Title: Carl Orff - Carmina Burana (full opera, the banned version)
Post by: StephenMasten (Prison) on Fri 13 Dec 2013
Make sure that you select the CC option so that you can also enjoy the lyrics to this excellent opera. 

https://www.youtube.com/v/Gj-tBVq61as (https://www.youtube.com/v/Gj-tBVq61as)  (not available in the United States)
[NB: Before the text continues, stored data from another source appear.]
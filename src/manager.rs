//! Configuration manager façade

use std::path::{Path, PathBuf};
use std::sync::{PoisonError, RwLock};

use serde::de::DeserializeOwned;
use tracing::debug;

use crate::de;
use crate::discovery;
use crate::environment::Environment;
use crate::error::ConfigError;
use crate::merge::{self, Layer, MergedTree};
use crate::source::{DefaultsProvider, EnvProvider, FileProvider, Source, SourceKind};
use crate::value::Value;

/// Resolves layered configuration for one process
///
/// The active environment is read from `UNIDICT_ENV` once at construction
/// and never changes for the manager's lifetime. Every load performs a fresh
/// discovery, merge, and decode; the merged tree of the most recent
/// completed load backs the raw getters, and it is published only after the
/// merge has fully finished, so readers never observe a partially-merged
/// state. The manager is single-writer: callers needing concurrent mutating
/// use must synchronize externally or construct one manager per thread.
#[derive(Debug)]
pub struct ConfigManager {
    environment: Environment,
    search_paths: Vec<PathBuf>,
    defaults: RwLock<DefaultsProvider>,
    tree: RwLock<Option<MergedTree>>,
}

impl ConfigManager {
    /// Create a manager for the environment named by `UNIDICT_ENV`.
    pub fn new() -> Self {
        Self::with_environment(Environment::from_env())
    }

    /// Create a manager with an explicit environment.
    pub fn with_environment(environment: Environment) -> Self {
        Self {
            environment,
            search_paths: discovery::default_search_paths(),
            defaults: RwLock::new(DefaultsProvider::new()),
            tree: RwLock::new(None),
        }
    }

    /// Replace the directories probed during discovery.
    pub fn with_search_paths(mut self, search_paths: Vec<PathBuf>) -> Self {
        self.search_paths = search_paths;
        self
    }

    /// Active environment, fixed at construction.
    pub fn environment(&self) -> Environment {
        self.environment
    }

    pub fn is_development(&self) -> bool {
        self.environment == Environment::Development
    }

    pub fn is_production(&self) -> bool {
        self.environment == Environment::Production
    }

    /// Register a default value at a dotted key path.
    ///
    /// Defaults sit below file and environment values in precedence and
    /// apply to loads performed after the call.
    pub fn set_default(&self, key: &str, value: impl Into<Value>) {
        self.defaults
            .write()
            .unwrap_or_else(PoisonError::into_inner)
            .set(key, value);
    }

    /// Resolve configuration for a logical name into a typed structure.
    ///
    /// Discovery picks the file (the `{name}-{environment}` overlay is
    /// preferred across the whole search path), then registered defaults,
    /// the file, and `UNIDICT_` environment variables merge in ascending
    /// precedence, and the merged tree decodes into `T`.
    pub fn load<T: DeserializeOwned>(&self, name: &str) -> Result<T, ConfigError> {
        let path = discovery::locate(&self.search_paths, name, self.environment)?;
        let defaults = self
            .defaults
            .read()
            .unwrap_or_else(PoisonError::into_inner)
            .clone();
        let file = FileProvider::new(path);
        let env = EnvProvider::from_process();
        let layers = vec![
            (defaults.kind(), defaults.load()?),
            (file.kind(), file.load()?),
            (env.kind(), env.load()?),
        ];
        self.finish_load(layers)
    }

    /// Resolve configuration from an explicit file path.
    ///
    /// When the exact path is missing, an existing environment-specific
    /// sibling (`{stem}-{environment}{ext}`) is substituted before the read.
    /// Only the file and `UNIDICT_` environment variables participate;
    /// registered defaults are not consulted in this mode.
    pub fn load_path<T: DeserializeOwned>(&self, path: impl AsRef<Path>) -> Result<T, ConfigError> {
        let path = discovery::resolve_explicit(path.as_ref(), self.environment);
        let file = FileProvider::new(path);
        let env = EnvProvider::from_process();
        let layers = vec![(file.kind(), file.load()?), (env.kind(), env.load()?)];
        self.finish_load(layers)
    }

    fn finish_load<T: DeserializeOwned>(&self, layers: Vec<Layer>) -> Result<T, ConfigError> {
        let merged = merge::resolve(layers);
        let root = merged.root().clone();
        // Publish the tree before decoding so the raw getters reflect the
        // completed merge even when the decode below fails.
        *self.tree.write().unwrap_or_else(PoisonError::into_inner) = Some(merged);
        let decoded = de::decode(root)?;
        debug!(environment = %self.environment, "configuration resolved");
        Ok(decoded)
    }

    /// Raw value at a dotted key path from the most recent completed load.
    pub fn get(&self, key: &str) -> Option<Value> {
        self.with_tree(|tree| tree.get(key).cloned())
    }

    /// String at a key path; scalars render to their display form.
    pub fn get_string(&self, key: &str) -> Option<String> {
        self.with_tree(|tree| tree.get_string(key))
    }

    /// Integer at a key path; strings parse strictly.
    pub fn get_int(&self, key: &str) -> Option<i64> {
        self.with_tree(|tree| tree.get_int(key))
    }

    /// Boolean at a key path; accepts `true`/`false`, `1`/`0`.
    pub fn get_bool(&self, key: &str) -> Option<bool> {
        self.with_tree(|tree| tree.get_bool(key))
    }

    /// Which source supplied the winning value at a leaf key path.
    pub fn origin(&self, key: &str) -> Option<SourceKind> {
        self.with_tree(|tree| tree.origin(key))
    }

    fn with_tree<R>(&self, read: impl FnOnce(&MergedTree) -> Option<R>) -> Option<R> {
        let guard = self.tree.read().unwrap_or_else(PoisonError::into_inner);
        guard.as_ref().and_then(read)
    }
}

impl Default for ConfigManager {
    fn default() -> Self {
        Self::new()
    }
}
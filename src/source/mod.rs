//! Source providers
//!
//! A source provider wraps one origin of configuration data (a file, the
//! process environment, or in-memory defaults) and produces a nested
//! [`Table`] of raw values addressed by dotted key paths. Providers are
//! read-only once loaded; the precedence resolver combines their output.

pub mod defaults;
pub mod env;
pub mod file;

pub use defaults::DefaultsProvider;
pub use env::EnvProvider;
pub use file::FileProvider;

use crate::error::ConfigError;
use crate::value::Table;

/// Provenance tag identifying the origin of a configuration value
#[derive(Debug, Clone, Copy, PartialEq, Eq)]
pub enum SourceKind {
    /// In-memory defaults registered before the load
    Defaults,
    /// A configuration file
    File,
    /// Process environment variables
    Environment,
}

impl SourceKind {
    pub fn as_str(&self) -> &'static str {
        match self {
            SourceKind::Defaults => "defaults",
            SourceKind::File => "file",
            SourceKind::Environment => "environment",
        }
    }
}

impl std::fmt::Display for SourceKind {
    fn fmt(&self, f: &mut std::fmt::Formatter<'_>) -> std::fmt::Result {
        write!(f, "{}", self.as_str())
    }
}

/// One origin of raw configuration values
pub trait Source {
    /// Provenance tag recorded in the merged tree for diagnostics
    fn kind(&self) -> SourceKind;

    /// Produce the nested table of raw values from this origin
    fn load(&self) -> Result<Table, ConfigError>;
}
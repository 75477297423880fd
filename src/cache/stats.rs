//! Cache Statistics Module
//!
//! Tracks cumulative counters (hits, misses, evictions) and derives a
//! point-in-time snapshot of the entry population on demand.

use serde::Serialize;

// == Cache Stats ==
/// Point-in-time cache statistics.
///
/// The population fields (`size`, `valid_entries`, `expired_entries`) are
/// derived by scanning the store when `stats()` is called, never maintained
/// incrementally. `size` counts every physically present entry, including
/// expired ones that no sweep has reclaimed yet.
#[derive(Debug, Clone, Default, Serialize)]
pub struct CacheStats {
    /// Number of physically present entries, expired included
    pub size: usize,
    /// Entries that are present and not expired
    pub valid_entries: usize,
    /// Entries that are expired but not yet swept
    pub expired_entries: usize,
    /// Configured capacity, if any
    pub max_entries: Option<usize>,
    /// Number of successful cache retrievals
    pub hits: u64,
    /// Number of failed cache retrievals (key not found or expired)
    pub misses: u64,
    /// Number of entries evicted under capacity pressure
    pub evictions: u64,
}

impl CacheStats {
    // == Hit Rate ==
    /// Calculates the cache hit rate.
    ///
    /// Returns hits / (hits + misses), or 0.0 if no requests have been made.
    pub fn hit_rate(&self) -> f64 {
        let total = self.hits + self.misses;
        if total == 0 {
            0.0
        } else {
            self.hits as f64 / total as f64
        }
    }
}

// == Stat Counters ==
/// Cumulative counters owned by the store.
#[derive(Debug, Clone, Default)]
pub(crate) struct StatCounters {
    pub hits: u64,
    pub misses: u64,
    pub evictions: u64,
}

impl StatCounters {
    /// Increments the hit counter.
    pub fn record_hit(&mut self) {
        self.hits += 1;
    }

    /// Increments the miss counter.
    pub fn record_miss(&mut self) {
        self.misses += 1;
    }

    /// Increments the eviction counter.
    pub fn record_eviction(&mut self) {
        self.evictions += 1;
    }
}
Comment from the YouTube uploader:

This was the dramatic rendition of Carl Orff's most famous piece of music, how he wanted it to look but seldom performed as such nowadays. It was finally filmed by West German TV in 1975 with the close co-operation of Orff in honour of his 80th birthday. The various stories of young lust and gluttony are playfully and skillfully brought to life. This version of Orff's masterpiece of the sacred and profane was hard to find in Germany. Not so strange, it was banned there for decades, most likely because of its almost literal interpretation of the texts Orff put music to. I first saw this when I was 12-13 years old at the Goethe Institute in Bergen, Norway, with my father, sister and mother. Someone had managed to get hold of an 8mm film roll with it and had a secret screening. This was in the 1980s and, believe it or not, there were strong forces opposed to what they considered blasphemous content in films. The mixture of Christian and pagan imagery is completely consistent with the lyrics, which were found in a monastery, and are a mixture of sacred and profane songs, but were obviously too tough to swallow. Copies of the film were destroyed, but luckily, art prevailed.

Title: Re: Carl Orff - Carmina Burana (full opera, the banned version)
Post by: StephenMasten (Prison) on Tue 15 Apr 2014
Updated link:

Carmina Burana , Carl Orff (Ponnelle) (https://www.youtube.com/watch?v=Gj-tBVq61as#)
Title: Re: Carl Orff - Carmina Burana (full opera, the banned version)
Post by: Albert on Thu 29 May 2014
I remember a lecture on psychology and music many years ago at university. As usual the lecturer was a Jew. He brought out a piano and played all manner of styles of music from jazz to rag time, blues and classical. He then put on Carmina Burana by Carl Orf and the whole lecture theatre to his dismay applauded and cheered wildly. I believe the original manuscript was discovered in a cathedral many years ago.
Great stuff! my own personal favourite is "gassenhaur" which was written after the second world war ended... but is like a hitler youth song played out on stone age instruments after Germany began to reforge itself from the ruins. Nobly used in the film "Badlands".